Пустые, жалкие слова, я должен сказать совсем другое. В тебе, в твоем кирпичном свитере и тощих плечах мне явились вещи, которым для ясности недоставало тела. Именно так и произошло: я был бессмысленным и прилежным учеником абстракций, мне не хватало возможности увидеть эти абстракции в живом образе. Вот так получилось, что теперь твоя оболочка стала не только твоей и не только тобой. В твоем лице, в его конкретных чертах я увидел соединение Востока и Запада, любви небесной и любви земной. Я захотел увидеть в твоем лице Россию и ее жалкую горделивую судьбу. И я говорю лишь о том, что смог увидеть; я слишком хорошо знаю, что главного не разглядел. Теперь уже все зависит от тебя, если ты однажды отвернешься, ничего не останется от высоких слов. Я никогда не узнаю, была эта боль в груди - историей или обыкновенной болью. Не все ли равно мне? Какая разница? Мне уже некуда пойти: нет дороги с этого пустыря ни на Запад, ни на Восток.

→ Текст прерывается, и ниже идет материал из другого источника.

//! Vendor analytics service
//!
//! Aggregates a vendor's confirmed-booking history into dashboard rollups.
//! The repository produces per-group counts; the bucketing itself is plain
//! Rust so the rules stay testable without a store.

use chrono::{Datelike, Duration, NaiveDate, Utc};
use serde::Serialize;
use tracing::debug;

use crate::database::repositories::AnalyticsRepository;
use crate::utils::errors::Result;

/// Days that count as "recent" for the sales widget
const RECENT_SALES_WINDOW_DAYS: i64 = 30;

/// Full vendor dashboard payload
#[derive(Debug, Clone, Serialize)]
pub struct VendorAnalytics {
    pub revenue_total: f64,
    pub sales_count: i64,
    pub recent_sales_count: i64,
    pub category_distribution: Vec<CategorySales>,
    pub loyalty: LoyaltySummary,
    pub demographics: Demographics,
}

#[derive(Debug, Clone, Serialize)]
pub struct CategorySales {
    pub label: String,
    pub count: i64,
}

/// Customers bucketed by confirmed-booking count
#[derive(Debug, Clone, Default, PartialEq, Eq, Serialize)]
pub struct LoyaltySummary {
    /// Exactly one confirmed booking
    pub one_time: i64,
    /// Two to four confirmed bookings
    pub repeat: i64,
    /// Five or more confirmed bookings
    pub loyal: i64,
}

#[derive(Debug, Clone, Serialize)]
pub struct Demographics {
    pub gender: Vec<GenderCount>,
    pub age_buckets: Vec<AgeBucket>,
}

#[derive(Debug, Clone, Serialize)]
pub struct GenderCount {
    /// None groups purchasers who did not state a gender
    pub gender: Option<String>,
    pub count: i64,
}

#[derive(Debug, Clone, PartialEq, Eq, Serialize)]
pub struct AgeBucket {
    pub label: &'static str,
    pub count: i64,
}

const AGE_BUCKETS: [&str; 5] = ["<25", "25-34", "35-44", "45+", "unknown"];

#[derive(Debug, Clone)]
pub struct AnalyticsService {
    analytics: AnalyticsRepository,
}

impl AnalyticsService {
    /// Create a new AnalyticsService instance
    pub fn new(analytics: AnalyticsRepository) -> Self {
        Self { analytics }
    }

    /// Build the full dashboard summary for a vendor. The five rollup
    /// queries are independent and run concurrently.
    pub async fn vendor_summary(&self, vendor_id: i64) -> Result<VendorAnalytics> {
        let since = Utc::now() - Duration::days(RECENT_SALES_WINDOW_DAYS);

        let (totals, recent, categories, customer_counts, genders, birth_dates) = futures::try_join!(
            self.analytics.revenue_and_sales(vendor_id),
            self.analytics.sales_since(vendor_id, since),
            self.analytics.category_distribution(vendor_id),
            self.analytics.customer_booking_counts(vendor_id),
            self.analytics.gender_counts(vendor_id),
            self.analytics.purchaser_birth_dates(vendor_id),
        )?;

        let (revenue_total, sales_count) = totals;
        let today = Utc::now().date_naive();

        debug!(vendor_id = vendor_id, sales = sales_count, "Vendor summary computed");

        Ok(VendorAnalytics {
            revenue_total,
            sales_count,
            recent_sales_count: recent,
            category_distribution: categories
                .into_iter()
                .map(|(label, count)| CategorySales { label, count })
                .collect(),
            loyalty: Self::loyalty_from_counts(&customer_counts),
            demographics: Demographics {
                gender: genders
                    .into_iter()
                    .map(|(gender, count)| GenderCount { gender, count })
                    .collect(),
                age_buckets: Self::bucket_ages(&birth_dates, today),
            },
        })
    }

    /// Bucket customers by confirmed-booking count
    pub fn loyalty_from_counts(counts: &[(i64, i64)]) -> LoyaltySummary {
        let mut summary = LoyaltySummary::default();

        for (_, bookings) in counts {
            match bookings {
                1 => summary.one_time += 1,
                2..=4 => summary.repeat += 1,
                n if *n >= 5 => summary.loyal += 1,
                _ => {}
            }
        }

        summary
    }

    /// Whole-year age at `today` for someone born on `birth_date`
    pub fn age_on(birth_date: NaiveDate, today: NaiveDate) -> i32 {
        let mut age = today.year() - birth_date.year();
        if (today.month(), today.day()) < (birth_date.month(), birth_date.day()) {
            age -= 1;
        }
        age
    }

    /// Count purchasers into fixed age buckets; missing birth dates land
    /// in "unknown"
    pub fn bucket_ages(birth_dates: &[Option<NaiveDate>], today: NaiveDate) -> Vec<AgeBucket> {
        let mut counts = [0i64; 5];

        for birth_date in birth_dates {
            let idx = match birth_date {
                Some(date) => match Self::age_on(*date, today) {
                    age if age < 25 => 0,
                    age if age < 35 => 1,
                    age if age < 45 => 2,
                    _ => 3,
                },
                None => 4,
            };
            counts[idx] += 1;
        }

        AGE_BUCKETS
            .into_iter()
            .zip(counts)
            .map(|(label, count)| AgeBucket { label, count })
            .collect()
    }
}

#[cfg(test)]
mod tests {
    use super::*;

    #[test]
    fn test_loyalty_bucketing() {
        let counts = vec![(1, 1), (2, 1), (3, 2), (4, 4), (5, 5), (6, 12)];
        let summary = AnalyticsService::loyalty_from_counts(&counts);

        assert_eq!(
            summary,
            LoyaltySummary {
                one_time: 2,
                repeat: 2,
                loyal: 2,
            }
        );
    }

    #[test]
    fn test_loyalty_empty() {
        assert_eq!(
            AnalyticsService::loyalty_from_counts(&[]),
            LoyaltySummary::default()
        );
    }

    #[test]
    fn test_age_computation_respects_birthday() {
        let birth = NaiveDate::from_ymd_opt(1990, 6, 15).expect("valid date");

        let before_birthday = NaiveDate::from_ymd_opt(2026, 6, 14).expect("valid date");
        assert_eq!(AnalyticsService::age_on(birth, before_birthday), 35);

        let on_birthday = NaiveDate::from_ymd_opt(2026, 6, 15).expect("valid date");
        assert_eq!(AnalyticsService::age_on(birth, on_birthday), 36);
    }

    #[test]
    fn test_age_bucketing_with_unknowns() {
        let today = NaiveDate::from_ymd_opt(2026, 1, 1).expect("valid date");
        let dates = vec![
            Some(NaiveDate::from_ymd_opt(2004, 1, 2).expect("valid date")), // 21
            Some(NaiveDate::from_ymd_opt(1995, 1, 1).expect("valid date")), // 31
            Some(NaiveDate::from_ymd_opt(1985, 1, 1).expect("valid date")), // 41
            Some(NaiveDate::from_ymd_opt(1960, 1, 1).expect("valid date")), // 66
            None,
            None,
        ];

        let buckets = AnalyticsService::bucket_ages(&dates, today);
        let by_label: Vec<(&str, i64)> = buckets.iter().map(|b| (b.label, b.count)).collect();

        assert_eq!(
            by_label,
            vec![
                ("<25", 1),
                ("25-34", 1),
                ("35-44", 1),
                ("45+", 1),
                ("unknown", 2),
            ]
        );
    }
}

Я боюсь, это случится: любовь и историю пройдут стороной, и образ, так твердо и ясно начертанный, расплывется в пятно, в непонятный знак, так, как расплывается все на этом пустыре. По моей вине (знаю, нет виноватых, кроме меня) то, что ослепляло и звало, меркнет и немеет, не оставляя себе ни памяти, ни надежды. Ты выйдешь из полосы света и отвернешься, и пойдешь прочь, и не будет больше твоего лица, не будет карты этой земли, и какая карта может быть у пустыря, разве возможен атлас для этой пустой и ненужной проплешины? И тогда станет понятно, что нечего было и ждать в этой местности - все случилось так, как должно было случиться. Воплощение - убедительная вещь, это так; но есть вещь еще страшнее, вещь еще более властная - это развоплощение, и это то, что происходит с нами ежечасно. Наш образ делается все менее различим и узнаваем, он теряет очертания и сливается с пустырем. Когда ты уйдешь от меня, когда ты оставишь меня, - потому что когда-нибудь это произойдет, и я не сумею тебя удержать - когда это случится, когда рухнет все сразу, вот тогда мне и станет понятен размер потери.